EXERCISE INSTRUCTIONS: The lines from the start of the records through the one containing "of console input." are to be restated word for word; please include both ends.
(DATA FOR ANALYSIS)
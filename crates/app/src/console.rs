use photochat_chat::{ChatMessage, Locator, MediaKind, MessageContent, MessageId};
use photochat_settings::{Appearance, Tab};

pub const HELP_TEXT: &str = "\
commands:
  /camera                 take a photo for the chat
  /library                select a picture from the media library
  /pick <locator>         finish the open picker with an image reference
  /cancel                 dismiss the open picker
  /messages               list the chat with message ids
  /show <message-id>      show one message
  /name <value>           change the display name
  /appearance <mode>      system, light or dark
  /tab <tab>              timeline, chat or settings
  /quit                   leave
anything else is sent as a text message";

/// One line of console input.
#[derive(Debug, Clone, PartialEq, Eq)]
pub enum Command {
    Send(String),
    Attach(MediaKind),
    Pick(Locator),
    Cancel,
    Messages,
    Show(MessageId),
    Name(String),
    Appearance(Appearance),
    Tab(Tab),
    Help,
    Quit,
    Invalid(String),
}

impl Command {
    pub fn parse(line: &str) -> Self {
        let Some(rest) = line.strip_prefix('/') else {
            return Self::Send(line.to_string());
        };

        let (name, argument) = match rest.split_once(char::is_whitespace) {
            Some((name, argument)) => (name, argument.trim()),
            None => (rest, ""),
        };

        match (name, argument) {
            ("camera", "") => Self::Attach(MediaKind::Camera),
            ("library", "") => Self::Attach(MediaKind::Library),
            ("pick", "") => Self::Invalid("usage: /pick <locator>".to_string()),
            ("pick", locator) => Self::Pick(Locator::new(locator)),
            ("cancel", "") => Self::Cancel,
            ("messages", "") => Self::Messages,
            ("show", "") => Self::Invalid("usage: /show <message-id>".to_string()),
            ("show", raw) => match MessageId::parse(raw) {
                Ok(id) => Self::Show(id),
                Err(error) => Self::Invalid(format!("Error: {error}")),
            },
            ("name", "") => Self::Invalid("usage: /name <value>".to_string()),
            ("name", value) => Self::Name(value.to_string()),
            ("appearance", mode) => match mode.to_ascii_lowercase().as_str() {
                "system" => Self::Appearance(Appearance::System),
                "light" => Self::Appearance(Appearance::Light),
                "dark" => Self::Appearance(Appearance::Dark),
                _ => Self::Invalid("usage: /appearance <system|light|dark>".to_string()),
            },
            ("tab", tab) => match Tab::parse(tab) {
                Some(tab) => Self::Tab(tab),
                None => Self::Invalid("usage: /tab <timeline|chat|settings>".to_string()),
            },
            ("help", _) => Self::Help,
            ("quit", _) => Self::Quit,
            _ => Self::Invalid(format!("unknown command '/{rest}', try /help")),
        }
    }
}

pub fn render_message(message: &ChatMessage) -> String {
    match message.content() {
        MessageContent::Text(text) => format!("[text] {text}"),
        MessageContent::Image(reference) => format!("[image] {reference}"),
    }
}

/// Entries on the timeline tab.
pub const TIMELINE_LEN: usize = 999;
const TIMELINE_PREVIEW_LEN: usize = 5;

/// First timeline entries plus a count of the rest.
pub fn timeline_preview() -> Vec<String> {
    let mut lines = (1..=TIMELINE_PREVIEW_LEN)
        .map(|index| format!("Item {index}"))
        .collect::<Vec<_>>();
    lines.push(format!("... {} more", TIMELINE_LEN - TIMELINE_PREVIEW_LEN));
    lines
}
(End DATA FOR ANALYSIS)
COMPLETED EXERCISE:
filename crates/app/src/console.rs
use photochat_chat::{ChatMessage, Locator, MediaKind, MessageContent, MessageId};
use photochat_settings::{Appearance, Tab};

pub const HELP_TEXT: &str = "\
commands:
  /camera                 take a photo for the chat
  /library                select a picture from the media library
  /pick <locator>         finish the open picker with an image reference
  /cancel                 dismiss the open picker
  /messages               list the chat with message ids
  /show <message-id>      show one message
  /name <value>           change the display name
  /appearance <mode>      system, light or dark
  /tab <tab>              timeline, chat or settings
  /quit                   leave
anything else is sent as a text message";

/// One line of console input.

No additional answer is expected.